🤖 AI Summary
This paper addresses Bayesian network structure learning under linear Gaussian structural equation models (SEMs), focusing on the computationally challenging ℓ₀-regularized maximum likelihood estimation.
Method: We propose the first coordinate descent algorithm specifically designed for this task, incorporating both asymptotic optimality and finite-sample statistical consistency guarantees—overcoming the longstanding theoretical gap in nonconvex optimization for SEM structure learning. The algorithm converges to coordinate-wise stationary points, and its objective value approaches the global optimum as sample size increases.

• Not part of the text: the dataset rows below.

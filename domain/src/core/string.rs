//! String utilities for the domain layer.

/// Words that carry no signal when matching step descriptions against paths.
const STOP_WORDS: &[&str] = &[
    "the", "and", "for", "with", "that", "this", "from", "into", "your", "will", "should", "must",
    "have", "are", "was", "were", "been", "can", "all", "any", "each", "use", "using", "make",
    "create", "add", "implement", "build", "ensure", "set", "new", "code", "file", "files",
];

/// Minimum keyword length kept by [`keywords`].
const MIN_KEYWORD_LEN: usize = 3;

/// Truncate a string to a maximum byte length with ellipsis (UTF-8 safe)
pub fn truncate(s: &str, max_len: usize) -> String {
    if s.len() <= max_len {
        s.to_string()
    } else {
        let target = max_len.saturating_sub(3);
        let mut end = target.min(s.len());
        while end > 0 && !s.is_char_boundary(end) {
            end -= 1;
        }
        format!("{}...", &s[..end])
    }
}

/// Split free text into lowercase keywords.
///
/// Short tokens and common English/imperative words are dropped; order of
/// first appearance is preserved and duplicates are removed.
pub fn keywords(text: &str) -> Vec<String> {
    let mut out: Vec<String> = Vec::new();
    for token in text
        .split(|c: char| !c.is_alphanumeric() && c != '_')
        .map(str::to_lowercase)
    {
        if token.len() < MIN_KEYWORD_LEN || STOP_WORDS.contains(&token.as_str()) {
            continue;
        }
        if !out.contains(&token) {
            out.push(token);
        }
    }
    out
}

/// Turn a title into a file-system friendly slug (`"Add Login Form"` → `"add-login-form"`).
pub fn slugify(text: &str) -> String {
    let mut slug = String::with_capacity(text.len());
    let mut last_dash = true;
    for c in text.chars() {
        if c.is_ascii_alphanumeric() {
            slug.push(c.to_ascii_lowercase());
            last_dash = false;
        } else if !last_dash {
            slug.push('-');
            last_dash = true;
        }
    }
    while slug.ends_with('-') {
        slug.pop();
    }
    if slug.is_empty() {
        "untitled".to_string()
    } else {
        slug
    }
}

#[cfg(test)]
mod tests {
    use super::*;

    #[test]
    fn test_truncate_ascii() {
        assert_eq!(truncate("hello", 10), "hello");
        assert_eq!(truncate("hello world", 8), "hello...");
    }

    #[test]
    fn test_truncate_respects_char_boundaries() {
        // "é" is two bytes; cutting in the middle must back off
        let s = "ééééé";
        let out = truncate(s, 6);
        assert!(out.ends_with("..."));
        assert!(out.len() <= 6);
    }

    #[test]
    fn test_keywords_drop_short_and_common_words() {
        let words = keywords("Implement the login form for the user dashboard");
        assert_eq!(words, vec!["login", "form", "user", "dashboard"]);
    }

    #[test]
    fn test_keywords_deduplicate() {
        assert_eq!(keywords("router router ROUTER"), vec!["router"]);
    }

    #[test]
    fn test_slugify() {
        assert_eq!(slugify("Add Login Form!"), "add-login-form");
        assert_eq!(slugify("  "), "untitled");
    }
}
//! Executor
//!
//! A closed registry from [`ActionKind`] to [`ActionHandler`]. `execute`
//! never returns an error: missing handlers, handler errors and handler
//! panics all become failed [`ActionResult`]s so the loop can continue.
//!
//! Handlers persist what they produce (artifacts, research records) through
//! the [`MemoryStore`] in the [`ExecutionContext`] and list it in the
//! returned [`ExecutionOutcome`].

mod code;
pub mod command_guard;
mod passthrough;
mod research;
mod unblock;

pub use code::CodeHandler;
pub use command_guard::CommandGuard;
pub use passthrough::{BrowseHandler, ComputerHandler, FileHandler};
pub use research::ResearchHandler;
pub use unblock::UnblockHandler;

use crate::config::AgentConfig;
use crate::ports::browser::Browser;
use crate::ports::collaborator_error::CollaboratorError;
use crate::ports::computer::ComputerControl;
use crate::ports::file_system::FileSystem;
use crate::services::completion::{CompletionError, CompletionService};
use crate::services::memory::MemoryStore;
use async_trait::async_trait;
use futures::FutureExt;
use serde_json::Value;
use std::collections::HashMap;
use std::panic::AssertUnwindSafe;
use std::sync::Arc;
use taskpilot_domain::action::error_kind;
use taskpilot_domain::{Action, ActionError, ActionKind, ActionResult, Artifact, ExecutionOutcome};
use thiserror::Error;
use tracing::{debug, error, warn};

/// Collaborators and settings available to handlers
#[derive(Clone)]
pub struct ExecutionContext {
    pub completion: Arc<CompletionService>,
    pub memory: Arc<MemoryStore>,
    pub browser: Option<Arc<dyn Browser>>,
    pub file_system: Option<Arc<dyn FileSystem>>,
    pub computer: Option<Arc<dyn ComputerControl>>,
    pub config: AgentConfig,
}

impl ExecutionContext {
    pub fn new(completion: Arc<CompletionService>, memory: Arc<MemoryStore>) -> Self {
        Self {
            completion,
            memory,
            browser: None,
            file_system: None,
            computer: None,
            config: AgentConfig::default(),
        }
    }

    // ==================== Builder Methods ====================

    pub fn with_browser(mut self, browser: Arc<dyn Browser>) -> Self {
        self.browser = Some(browser);
        self
    }

    pub fn with_file_system(mut self, file_system: Arc<dyn FileSystem>) -> Self {
        self.file_system = Some(file_system);
        self
    }

    pub fn with_computer(mut self, computer: Arc<dyn ComputerControl>) -> Self {
        self.computer = Some(computer);
        self
    }

    pub fn with_config(mut self, config: AgentConfig) -> Self {
        self.config = config;
        self
    }
}

/// What a successful handler hands back
#[derive(Debug, Clone, Default)]
pub struct HandlerOutput {
    pub payload: Value,
    pub artifacts: Vec<Artifact>,
}

impl HandlerOutput {
    pub fn new(payload: Value) -> Self {
        Self {
            payload,
            artifacts: Vec::new(),
        }
    }

    pub fn with_artifacts(mut self, artifacts: Vec<Artifact>) -> Self {
        self.artifacts = artifacts;
        self
    }
}

#[derive(Error, Debug)]
pub enum HandlerError {
    #[error(transparent)]
    Completion(#[from] CompletionError),

    #[error("{capability} failed")]
    Collaborator {
        capability: &'static str,
        #[source]
        source: CollaboratorError,
    },

    #[error("No {0} collaborator configured")]
    MissingCollaborator(&'static str),

    #[error("Command blocked by pattern `{pattern}`: {command}")]
    BlockedCommand { command: String, pattern: String },

    #[error("Invalid payload for {kind}: expected {expected}")]
    InvalidPayload {
        kind: ActionKind,
        expected: &'static str,
    },

    #[error("{0}")]
    Failed(String),
}

impl HandlerError {
    pub(crate) fn collaborator(capability: &'static str) -> impl FnOnce(CollaboratorError) -> Self {
        move |source| HandlerError::Collaborator { capability, source }
    }

    pub(crate) fn invalid_payload(action: &Action, expected: &'static str) -> Self {
        HandlerError::InvalidPayload {
            kind: action.kind,
            expected,
        }
    }

    pub fn error_kind(&self) -> &'static str {
        match self {
            HandlerError::Completion(e) => e.error_kind(),
            HandlerError::Collaborator { .. } => error_kind::COLLABORATOR_FAILED,
            HandlerError::MissingCollaborator(_) => error_kind::COLLABORATOR_UNAVAILABLE,
            HandlerError::BlockedCommand { .. } => error_kind::BLOCKED_COMMAND,
            HandlerError::InvalidPayload { .. } => error_kind::INVALID_PAYLOAD,
            HandlerError::Failed(_) => error_kind::EXECUTION_FAILED,
        }
    }

    /// Convert into the error carried by a failed result; the source chain
    /// becomes the detail.
    pub fn into_action_error(self) -> ActionError {
        let mut chain = Vec::new();
        let mut source = std::error::Error::source(&self);
        while let Some(err) = source {
            chain.push(err.to_string());
            source = err.source();
        }
        let error = ActionError::new(self.error_kind(), self.to_string());
        if chain.is_empty() {
            error
        } else {
            error.with_detail(chain.join("\ncaused by: "))
        }
    }
}

/// One action kind's implementation
#[async_trait]
pub trait ActionHandler: Send + Sync {
    async fn handle(
        &self,
        action: &Action,
        context: &ExecutionContext,
    ) -> Result<HandlerOutput, HandlerError>;
}

pub struct Executor {
    handlers: HashMap<ActionKind, Arc<dyn ActionHandler>>,
}

impl Default for Executor {
    fn default() -> Self {
        Self::with_default_handlers(CommandGuard::default())
    }
}

impl Executor {
    /// Registry without any handler
    pub fn empty() -> Self {
        Self {
            handlers: HashMap::new(),
        }
    }

    /// All built-in handlers; `guard` screens computer-control commands.
    pub fn with_default_handlers(guard: CommandGuard) -> Self {
        let code: Arc<dyn ActionHandler> = Arc::new(CodeHandler);
        Self::empty()
            .register(ActionKind::Research, Arc::new(ResearchHandler::new()))
            .register(ActionKind::GenerateCode, code.clone())
            .register(ActionKind::Architecture, code.clone())
            .register(ActionKind::Testing, code.clone())
            .register(ActionKind::Deployment, code)
            .register(ActionKind::UnblockPlan, Arc::new(UnblockHandler))
            .register(ActionKind::Browse, Arc::new(BrowseHandler))
            .register(ActionKind::FileOperation, Arc::new(FileHandler))
            .register(ActionKind::ComputerControl, Arc::new(ComputerHandler::new(guard)))
    }

    pub fn register(mut self, kind: ActionKind, handler: Arc<dyn ActionHandler>) -> Self {
        self.handlers.insert(kind, handler);
        self
    }

    pub fn has_handler(&self, kind: ActionKind) -> bool {
        self.handlers.contains_key(&kind)
    }

    /// Run `action` and normalize whatever happens into an outcome.
    pub async fn execute(&self, action: Action, context: &ExecutionContext) -> ExecutionOutcome {
        let Some(handler) = self.handlers.get(&action.kind) else {
            warn!(kind = %action.kind, "No handler registered");
            let error = ActionError::new(
                error_kind::UNSUPPORTED_ACTION_TYPE,
                format!("Unsupported action type: {}", action.kind),
            );
            return ExecutionOutcome {
                result: ActionResult::failure(&action, error),
                action,
                artifacts: Vec::new(),
            };
        };

        debug!(action_id = %action.id, kind = %action.kind, "Executing action");
        let run = AssertUnwindSafe(handler.handle(&action, context)).catch_unwind();
        match run.await {
            Ok(Ok(output)) => ExecutionOutcome {
                result: ActionResult::success(&action, output.payload),
                action,
                artifacts: output.artifacts,
            },
            Ok(Err(err)) => {
                warn!(action_id = %action.id, kind = %action.kind, error = %err, "Action failed");
                ExecutionOutcome {
                    result: ActionResult::failure(&action, err.into_action_error()),
                    action,
                    artifacts: Vec::new(),
                }
            }
            Err(panic) => {
                let message = panic
                    .downcast_ref::<&str>()
                    .map(|s| s.to_string())
                    .or_else(|| panic.downcast_ref::<String>().cloned())
                    .unwrap_or_else(|| "unknown panic".to_string());
                error!(action_id = %action.id, kind = %action.kind, %message, "Handler panicked");
                let error = ActionError::new(
                    error_kind::HANDLER_PANIC,
                    format!("Handler for {} panicked", action.kind),
                )
                .with_detail(message);
                ExecutionOutcome {
                    result: ActionResult::failure(&action, error),
                    action,
                    artifacts: Vec::new(),
                }
            }
        }
    }
}

#[cfg(test)]
pub(crate) mod tests {
    use super::*;
    use crate::ports::completion_backend::BackendError;
    use crate::services::completion::tests::{ScriptedBackend, fast_policy};
    use taskpilot_domain::{
        CodeRequest, CompletionRequest, CompletionResponse, FileOperation, TaskId,
    };

    pub(crate) fn context(backend: ScriptedBackend) -> ExecutionContext {
        let completion = CompletionService::new(Arc::new(backend), fast_policy(0));
        ExecutionContext::new(Arc::new(completion), Arc::new(MemoryStore::new()))
    }

    struct PanickingHandler;

    #[async_trait]
    impl ActionHandler for PanickingHandler {
        async fn handle(
            &self,
            _action: &Action,
            _context: &ExecutionContext,
        ) -> Result<HandlerOutput, HandlerError> {
            panic!("handler exploded");
        }
    }

    #[tokio::test]
    async fn test_unregistered_kind_is_a_failed_result() {
        let executor = Executor::default();
        assert!(!executor.has_handler(ActionKind::Completion));
        let action = Action::completion(TaskId::new("t"), CompletionRequest::default());

        let outcome = executor
            .execute(action, &context(ScriptedBackend::texts(&[])))
            .await;
        assert!(!outcome.result.is_success());
        assert_eq!(
            outcome.result.error_kind(),
            Some(error_kind::UNSUPPORTED_ACTION_TYPE)
        );
    }

    #[tokio::test]
    async fn test_panic_is_contained() {
        let executor = Executor::empty().register(ActionKind::Research, Arc::new(PanickingHandler));
        let action = Action::research(TaskId::new("t"), "r", Default::default());

        let outcome = executor
            .execute(action, &context(ScriptedBackend::texts(&[])))
            .await;
        let error = outcome.result.error.unwrap();
        assert_eq!(error.kind, error_kind::HANDLER_PANIC);
        assert_eq!(error.detail.as_deref(), Some("handler exploded"));
    }

    #[tokio::test]
    async fn test_quota_error_becomes_failed_result_without_retry() {
        let backend = ScriptedBackend::new(vec![
            Err(BackendError::QuotaExceeded("insufficient_quota".into())),
            Ok(CompletionResponse::Raw("unused".into())),
        ]);
        let completion = Arc::new(CompletionService::new(Arc::new(backend), fast_policy(3)));
        let ctx = ExecutionContext::new(completion.clone(), Arc::new(MemoryStore::new()));
        let action = Action::code(
            ActionKind::GenerateCode,
            TaskId::new("t"),
            "build",
            CodeRequest::default(),
        );

        let outcome = Executor::default().execute(action, &ctx).await;
        let error = outcome.result.error.unwrap();
        assert_eq!(error.kind, error_kind::QUOTA_EXHAUSTED);
        assert!(error.message.contains("insufficient_quota"));
        assert!(!completion.is_available());
    }

    #[tokio::test]
    async fn test_missing_collaborator() {
        let action = Action::file(
            TaskId::new("t"),
            FileOperation::Read {
                path: "README.md".into(),
            },
        );
        let outcome = Executor::default()
            .execute(action, &context(ScriptedBackend::texts(&[])))
            .await;
        assert_eq!(
            outcome.result.error_kind(),
            Some(error_kind::COLLABORATOR_UNAVAILABLE)
        );
    }

    #[test]
    fn test_collaborator_error_detail_carries_source() {
        let err = HandlerError::collaborator("file write")(CollaboratorError::PermissionDenied(
            "/etc/passwd".into(),
        ));
        let action_error = err.into_action_error();
        assert_eq!(action_error.kind, error_kind::COLLABORATOR_FAILED);
        assert!(action_error.detail.unwrap().contains("/etc/passwd"));
    }
}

Results: Extensive experiments on synthetic and real-world datasets demonstrate near-optimal solution quality and strong scalability. Our method significantly improves learning efficiency and reliability for medium-scale networks, outperforming existing approaches in both accuracy and computational tractability. Theoretical and empirical results jointly establish it as a principled, scalable, and statistically sound framework for ℓ₀-regularized SEM learning.
📝 Abstract
This paper studies the problem of learning Bayesian networks from continuous observational data, generated according to a linear Gaussian structural equation model. We consider an $ell_0$-penalized maximum likelihood estimator for this problem which is known to have favorable statistical properties but is computationally challenging to solve, especially for medium-sized Bayesian networks. We propose a new coordinate descent algorithm to approximate this estimator and prove several remarkable properties of our procedure: the algorithm converges to a coordinate-wise minimum, and despite the non-convexity of the loss function, as the sample size tends to infinity, the objective value of the coordinate descent solution converges to the optimal objective value of the $ell_0$-penalized maximum likelihood estimator. Finite-sample statistical consistency guarantees are also established. To the best of our knowledge, our proposal is the first coordinate descent procedure endowed with optimality and statistical guarantees in the context of learning Bayesian networks. Numerical experiments on synthetic and real data demonstrate that our coordinate descent method can obtain near-optimal solutions while being scalable.